Start of Block
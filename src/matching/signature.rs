// SPDX-License-Identifier: Apache-2.0
// Copyright (c) 2025 Polyframe Inc.

//! Quantized shape fingerprints and signature buckets
//!
//! Two shapes with different signatures are never identical. Equal signatures
//! only make two shapes candidates for the equality engine.

use super::cache::AnalysisCache;
use super::canonicalize::MIN_CANONICAL_POINTS;
use crate::config::InstancerConfig;
use crate::error::SceneResult;
use crate::geometry::{analytics, PrincipalAxes};
use crate::scene::{MeshCounts, NodeId, SceneGraph, Space};
use serde::Serialize;
use std::collections::BTreeMap;
use tracing::debug;

/// Round `value` to `precision` decimals and keep it as an integer key
pub fn quantize(value: f64, precision: u32) -> i64 {
    (value * 10f64.powi(precision as i32)).round() as i64
}

/// What goes into a shape signature
#[derive(Debug, Clone, Copy, PartialEq, Eq)]
pub struct SignatureOptions {
    pub area_precision: u32,
    pub eigen_precision: u32,
    pub distance_precision: u32,
    pub materials: bool,
    pub uvs: bool,
}

impl Default for SignatureOptions {
    fn default() -> Self {
        Self {
            area_precision: 2,
            eigen_precision: 3,
            distance_precision: 2,
            materials: true,
            uvs: false,
        }
    }
}

impl From<&InstancerConfig> for SignatureOptions {
    fn from(config: &InstancerConfig) -> Self {
        Self {
            area_precision: config.area_precision,
            eigen_precision: config.eigen_precision,
            distance_precision: config.distance_precision,
            materials: config.require_same_material,
            uvs: config.check_uvs,
        }
    }
}

/// Hashable fingerprint of one shape
#[derive(Debug, Clone, PartialEq, Eq, Hash, PartialOrd, Ord, Serialize)]
pub struct Signature {
    pub vertices: usize,
    pub edges: usize,
    pub faces: usize,
    /// Quantized object-space surface area
    pub area: i64,
    /// Quantized eigenvalues divided by the largest, descending; empty for tiny shapes
    pub eigenvalues: Vec<i64>,
    /// Empty unless material matching is on
    pub materials: Vec<String>,
    /// UV set names and sizes; empty unless UV matching is on
    pub uvs: Vec<(String, usize)>,
}

impl Signature {
    /// Build from raw shape data
    pub fn from_parts(
        counts: MeshCounts,
        points: &[nalgebra::Point3<f64>],
        triangles: &[[usize; 3]],
        materials: Vec<String>,
        uvs: Vec<(String, usize)>,
        options: &SignatureOptions,
    ) -> Self {
        let eigenvalues = if points.len() >= MIN_CANONICAL_POINTS {
            PrincipalAxes::compute(points)
                .map(|axes| {
                    axes.normalized_eigenvalues()
                        .iter()
                        .map(|&v| quantize(v, options.eigen_precision))
                        .collect()
                })
                .unwrap_or_default()
        } else {
            Vec::new()
        };

        Self {
            vertices: counts.vertices,
            edges: counts.edges,
            faces: counts.faces,
            area: quantize(analytics::surface_area(points, triangles), options.area_precision),
            eigenvalues,
            materials: if options.materials { materials } else { Vec::new() },
            uvs: if options.uvs { uvs } else { Vec::new() },
        }
    }

    /// Compute from a scene node's object-space shape
    pub fn compute<S: SceneGraph + ?Sized>(scene: &S, node: NodeId, options: &SignatureOptions) -> SceneResult<Self> {
        let points = scene.points(node, Space::Object)?;
        let triangles = scene.triangles(node)?;
        let materials = if options.materials { scene.materials(node)? } else { Vec::new() };
        let uvs = if options.uvs {
            let mut uvs: Vec<(String, usize)> = scene
                .uv_sets(node)?
                .into_iter()
                .map(|set| (set.name, set.coords.len()))
                .collect();
            uvs.sort();
            uvs
        } else {
            Vec::new()
        };
        Ok(Self::from_parts(scene.counts(node)?, &points, &triangles, materials, uvs, options))
    }

    /// Topology counts only, used to relate parts across assemblies
    pub fn counts(&self) -> (usize, usize, usize) {
        (self.vertices, self.edges, self.faces)
    }
}

/// Root signature plus sorted (child signature, quantized distance to root)
#[derive(Debug, Clone, PartialEq, Eq, Hash, PartialOrd, Ord, Serialize)]
pub struct AssemblySignature {
    pub root: Signature,
    pub children: Vec<(Signature, i64)>,
}

impl AssemblySignature {
    pub fn new(root: Signature, mut children: Vec<(Signature, i64)>) -> Self {
        children.sort();
        Self { root, children }
    }
}

/// Recursive signature of a transform subtree
#[derive(Debug, Clone, PartialEq, Eq, Hash, PartialOrd, Ord, Serialize)]
pub struct HierarchySignature {
    pub shape: Option<Signature>,
    /// Child signatures with their quantized distance from this node's pivot
    pub children: Vec<(HierarchySignature, i64)>,
}

impl HierarchySignature {
    pub fn leaf(shape: Signature) -> Self {
        Self {
            shape: Some(shape),
            children: Vec::new(),
        }
    }

    pub fn compute<S: SceneGraph + ?Sized>(
        scene: &S,
        cache: &mut AnalysisCache,
        node: NodeId,
        options: &SignatureOptions,
    ) -> SceneResult<Self> {
        let shape = if scene.has_renderable_shape(node) {
            Some(cache.signature(scene, node, options)?)
        } else {
            None
        };

        let mut children = Vec::new();
        for child in scene.children(node)? {
            let distance = scene.local_matrix(child)?.fixed_view::<3, 1>(0, 3).norm();
            children.push((
                Self::compute(scene, cache, child, options)?,
                quantize(distance, options.distance_precision),
            ));
        }
        children.sort();
        Ok(Self { shape, children })
    }

    /// Whether the subtree carries no geometry at all
    pub fn is_empty(&self) -> bool {
        self.shape.is_none() && self.children.iter().all(|(child, _)| child.is_empty())
    }
}

/// Nodes bucketed by signature, buckets in signature order
#[derive(Debug, Clone, Default)]
pub struct SignatureIndex {
    buckets: BTreeMap<HierarchySignature, Vec<NodeId>>,
}

impl SignatureIndex {
    /// Bucket shapes by their own signature
    pub fn build<S: SceneGraph + ?Sized>(
        scene: &S,
        cache: &mut AnalysisCache,
        nodes: &[NodeId],
        options: &SignatureOptions,
    ) -> Self {
        let mut index = Self::default();
        for &node in nodes {
            match cache.signature(scene, node, options) {
                Ok(signature) => index.insert(HierarchySignature::leaf(signature), node),
                Err(err) => debug!(%node, stage = "signature", kind = err.kind(), "skipping: {err}"),
            }
        }
        index
    }

    /// Bucket whole subtrees by their recursive signature
    pub fn build_hierarchical<S: SceneGraph + ?Sized>(
        scene: &S,
        cache: &mut AnalysisCache,
        nodes: &[NodeId],
        options: &SignatureOptions,
    ) -> Self {
        let mut index = Self::default();
        for &node in nodes {
            match HierarchySignature::compute(scene, cache, node, options) {
                Ok(signature) if !signature.is_empty() => index.insert(signature, node),
                Ok(_) => debug!(%node, stage = "signature", "skipping subtree without geometry"),
                Err(err) => debug!(%node, stage = "signature", kind = err.kind(), "skipping: {err}"),
            }
        }
        index
    }

    pub fn insert(&mut self, signature: HierarchySignature, node: NodeId) {
        self.buckets.entry(signature).or_default().push(node);
    }

    pub fn buckets(&self) -> impl Iterator<Item = (&HierarchySignature, &[NodeId])> {
        self.buckets.iter().map(|(sig, nodes)| (sig, nodes.as_slice()))
    }

    pub fn len(&self) -> usize {
        self.buckets.len()
    }

    pub fn is_empty(&self) -> bool {
        self.buckets.is_empty()
    }
}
End of Block
**AIM OF THE EXERCISE:** Give back the material above in full, exactly as it reads.

**COMPLETED TASK:**
filename src/matching/signature.rs
// SPDX-License-Identifier: Apache-2.0
// Copyright (c) 2025 Polyframe Inc.

//! Quantized shape fingerprints and signature buckets
//!
//! Two shapes with different signatures are never identical. Equal signatures
//! only make two shapes candidates for the equality engine.

use super::cache::AnalysisCache;
use super::canonicalize::MIN_CANONICAL_POINTS;
use crate::config::InstancerConfig;
use crate::error::SceneResult;
use crate::geometry::{analytics, PrincipalAxes};
use crate::scene::{MeshCounts, NodeId, SceneGraph, Space};
use serde::Serialize;
use std::collections::BTreeMap;
use tracing::debug;

/// Round `value` to `precision` decimals and keep it as an integer key
pub fn quantize(value: f64, precision: u32) -> i64 {
    (value * 10f64.powi(precision as i32)).round() as i64
}

/// What goes into a shape signature
#[derive(Debug, Clone, Copy, PartialEq, Eq)]
pub struct SignatureOptions {
    pub area_precision: u32,
    pub eigen_precision: u32,
    pub distance_precision: u32,
    pub materials: bool,
    pub uvs: bool,
}

impl Default for SignatureOptions {
    fn default() -> Self {
        Self {
            area_precision: 2,
            eigen_precision: 3,
            distance_precision: 2,
            materials: true,
            uvs: false,
        }
    }
}

impl From<&InstancerConfig> for SignatureOptions {
    fn from(config: &InstancerConfig) -> Self {
        Self {
            area_precision: config.area_precision,
            eigen_precision: config.eigen_precision,
            distance_precision: config.distance_precision,
            materials: config.require_same_material,
            uvs: config.check_uvs,
        }
    }
}

/// Hashable fingerprint of one shape
#[derive(Debug, Clone, PartialEq, Eq, Hash, PartialOrd, Ord, Serialize)]
pub struct Signature {
    pub vertices: usize,
    pub edges: usize,
    pub faces: usize,
    /// Quantized object-space surface area
    pub area: i64,
    /// Quantized eigenvalues divided by the largest, descending; empty for tiny shapes
    pub eigenvalues: Vec<i64>,
    /// Empty unless material matching is on
    pub materials: Vec<String>,
    /// UV set names and sizes; empty unless UV matching is on
    pub uvs: Vec<(String, usize)>,
}

impl Signature {
    /// Build from raw shape data
    pub fn from_parts(
        counts: MeshCounts,
        points: &[nalgebra::Point3<f64>],
        triangles: &[[usize; 3]],
        materials: Vec<String>,
        uvs: Vec<(String, usize)>,
        options: &SignatureOptions,
    ) -> Self {
        let eigenvalues = if points.len() >= MIN_CANONICAL_POINTS {
            PrincipalAxes::compute(points)
                .map(|axes| {
                    axes.normalized_eigenvalues()
                        .iter()
                        .map(|&v| quantize(v, options.eigen_precision))
                        .collect()
                })
                .unwrap_or_default()
        } else {
            Vec::new()
        };

        Self {
            vertices: counts.vertices,
            edges: counts.edges,
            faces: counts.faces,
            area: quantize(analytics::surface_area(points, triangles), options.area_precision),
            eigenvalues,
            materials: if options.materials { materials } else { Vec::new() },
            uvs: if options.uvs { uvs } else { Vec::new() },
        }
    }

    /// Compute from a scene node's object-space shape
    pub fn compute<S: SceneGraph + ?Sized>(scene: &S, node: NodeId, options: &SignatureOptions) -> SceneResult<Self> {
        let points = scene.points(node, Space::Object)?;
        let triangles = scene.triangles(node)?;
        let materials = if options.materials { scene.materials(node)? } else { Vec::new() };
        let uvs = if options.uvs {
            let mut uvs: Vec<(String, usize)> = scene
                .uv_sets(node)?
                .into_iter()
                .map(|set| (set.name, set.coords.len()))
                .collect();
            uvs.sort();
            uvs
        } else {
            Vec::new()
        };
        Ok(Self::from_parts(scene.counts(node)?, &points, &triangles, materials, uvs, options))
    }

    /// Topology counts only, used to relate parts across assemblies
    pub fn counts(&self) -> (usize, usize, usize) {
        (self.vertices, self.edges, self.faces)
    }
}

/// Root signature plus sorted (child signature, quantized distance to root)
#[derive(Debug, Clone, PartialEq, Eq, Hash, PartialOrd, Ord, Serialize)]
pub struct AssemblySignature {
    pub root: Signature,
    pub children: Vec<(Signature, i64)>,
}

impl AssemblySignature {
    pub fn new(root: Signature, mut children: Vec<(Signature, i64)>) -> Self {
        children.sort();
        Self { root, children }
    }
}

/// Recursive signature of a transform subtree
#[derive(Debug, Clone, PartialEq, Eq, Hash, PartialOrd, Ord, Serialize)]
pub struct HierarchySignature {
    pub shape: Option<Signature>,
    /// Child signatures with their quantized distance from this node's pivot
    pub children: Vec<(HierarchySignature, i64)>,
}

impl HierarchySignature {
    pub fn leaf(shape: Signature) -> Self {
        Self {
            shape: Some(shape),
            children: Vec::new(),
        }
    }

    pub fn compute<S: SceneGraph + ?Sized>(
        scene: &S,
        cache: &mut AnalysisCache,
        node: NodeId,
        options: &SignatureOptions,
    ) -> SceneResult<Self> {
        let shape = if scene.has_renderable_shape(node) {
            Some(cache.signature(scene, node, options)?)
        } else {
            None
        };

        let mut children = Vec::new();
        for child in scene.children(node)? {
            let distance = scene.local_matrix(child)?.fixed_view::<3, 1>(0, 3).norm();
            children.push((
                Self::compute(scene, cache, child, options)?,
                quantize(distance, options.distance_precision),
            ));
        }
        children.sort();
        Ok(Self { shape, children })
    }

    /// Whether the subtree carries no geometry at all
    pub fn is_empty(&self) -> bool {
        self.shape.is_none() && self.children.iter().all(|(child, _)| child.is_empty())
    }
}

/// Nodes bucketed by signature, buckets in signature order
#[derive(Debug, Clone, Default)]
pub struct SignatureIndex {
    buckets: BTreeMap<HierarchySignature, Vec<NodeId>>,
}

impl SignatureIndex {
    /// Bucket shapes by their own signature
    pub fn build<S: SceneGraph + ?Sized>(
        scene: &S,
        cache: &mut AnalysisCache,
        nodes: &[NodeId],
        options: &SignatureOptions,
    ) -> Self {
        let mut index = Self::default();
        for &node in nodes {
            match cache.signature(scene, node, options) {
                Ok(signature) => index.insert(HierarchySignature::leaf(signature), node),
                Err(err) => debug!(%node, stage = "signature", kind = err.kind(), "skipping: {err}"),
            }
        }
        index
    }

    /// Bucket whole subtrees by their recursive signature
    pub fn build_hierarchical<S: SceneGraph + ?Sized>(
        scene: &S,
        cache: &mut AnalysisCache,
        nodes: &[NodeId],
        options: &SignatureOptions,
    ) -> Self {
        let mut index = Self::default();
        for &node in nodes {
            match HierarchySignature::compute(scene, cache, node, options) {
                Ok(signature) if !signature.is_empty() => index.insert(signature, node),
                Ok(_) => debug!(%node, stage = "signature", "skipping subtree without geometry"),
                Err(err) => debug!(%node, stage = "signature", kind = err.kind(), "skipping: {err}"),
            }
        }
        index
    }

    pub fn insert(&mut self, signature: HierarchySignature, node: NodeId) {
        self.buckets.entry(signature).or_default().push(node);
    }

    pub fn buckets(&self) -> impl Iterator<Item = (&HierarchySignature, &[NodeId])> {
        self.buckets.iter().map(|(sig, nodes)| (sig, nodes.as_slice()))
    }

    pub fn len(&self) -> usize {
        self.buckets.len()
    }

    pub fn is_empty(&self) -> bool {
        self.buckets.is_empty()
    }
}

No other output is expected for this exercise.